◆ YOUR ASSIGNMENT ◆
Among the entries below, please show each line that carries the word "InMemoryPartyStore".

◆ DATA EXCERPTS ◆
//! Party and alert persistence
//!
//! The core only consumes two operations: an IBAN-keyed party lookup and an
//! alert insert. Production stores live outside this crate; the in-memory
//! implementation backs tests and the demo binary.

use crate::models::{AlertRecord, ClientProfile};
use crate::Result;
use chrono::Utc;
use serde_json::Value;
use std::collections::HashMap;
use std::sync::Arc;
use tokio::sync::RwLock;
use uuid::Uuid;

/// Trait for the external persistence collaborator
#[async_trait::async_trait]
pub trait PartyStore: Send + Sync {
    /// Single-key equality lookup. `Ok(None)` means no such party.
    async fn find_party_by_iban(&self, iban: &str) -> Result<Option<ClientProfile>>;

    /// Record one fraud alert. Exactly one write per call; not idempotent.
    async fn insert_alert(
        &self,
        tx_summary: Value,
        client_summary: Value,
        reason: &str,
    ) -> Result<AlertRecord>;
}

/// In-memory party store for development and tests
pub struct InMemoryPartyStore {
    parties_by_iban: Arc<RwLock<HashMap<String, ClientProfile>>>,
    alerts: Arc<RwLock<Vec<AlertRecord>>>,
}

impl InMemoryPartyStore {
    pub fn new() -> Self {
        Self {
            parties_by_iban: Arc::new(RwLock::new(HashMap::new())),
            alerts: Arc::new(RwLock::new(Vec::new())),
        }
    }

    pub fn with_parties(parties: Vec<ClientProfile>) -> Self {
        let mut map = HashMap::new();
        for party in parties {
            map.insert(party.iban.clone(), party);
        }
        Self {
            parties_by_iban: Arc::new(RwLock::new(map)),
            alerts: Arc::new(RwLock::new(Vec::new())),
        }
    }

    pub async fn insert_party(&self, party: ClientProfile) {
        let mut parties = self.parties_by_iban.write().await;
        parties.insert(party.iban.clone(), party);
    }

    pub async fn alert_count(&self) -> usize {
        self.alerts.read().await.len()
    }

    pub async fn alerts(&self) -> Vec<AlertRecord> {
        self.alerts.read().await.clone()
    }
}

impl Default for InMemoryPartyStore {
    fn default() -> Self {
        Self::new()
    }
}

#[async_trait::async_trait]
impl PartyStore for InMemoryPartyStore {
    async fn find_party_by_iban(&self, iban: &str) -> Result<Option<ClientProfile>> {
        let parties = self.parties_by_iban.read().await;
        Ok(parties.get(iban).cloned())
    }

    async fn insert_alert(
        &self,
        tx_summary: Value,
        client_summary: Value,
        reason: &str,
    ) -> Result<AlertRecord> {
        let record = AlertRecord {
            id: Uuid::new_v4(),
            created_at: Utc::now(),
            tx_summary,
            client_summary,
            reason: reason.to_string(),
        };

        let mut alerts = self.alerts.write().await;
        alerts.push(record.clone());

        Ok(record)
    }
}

◆ EXERCISE RESULT ◆
pub struct InMemoryPartyStore {
impl InMemoryPartyStore {
impl Default for InMemoryPartyStore {
impl PartyStore for InMemoryPartyStore {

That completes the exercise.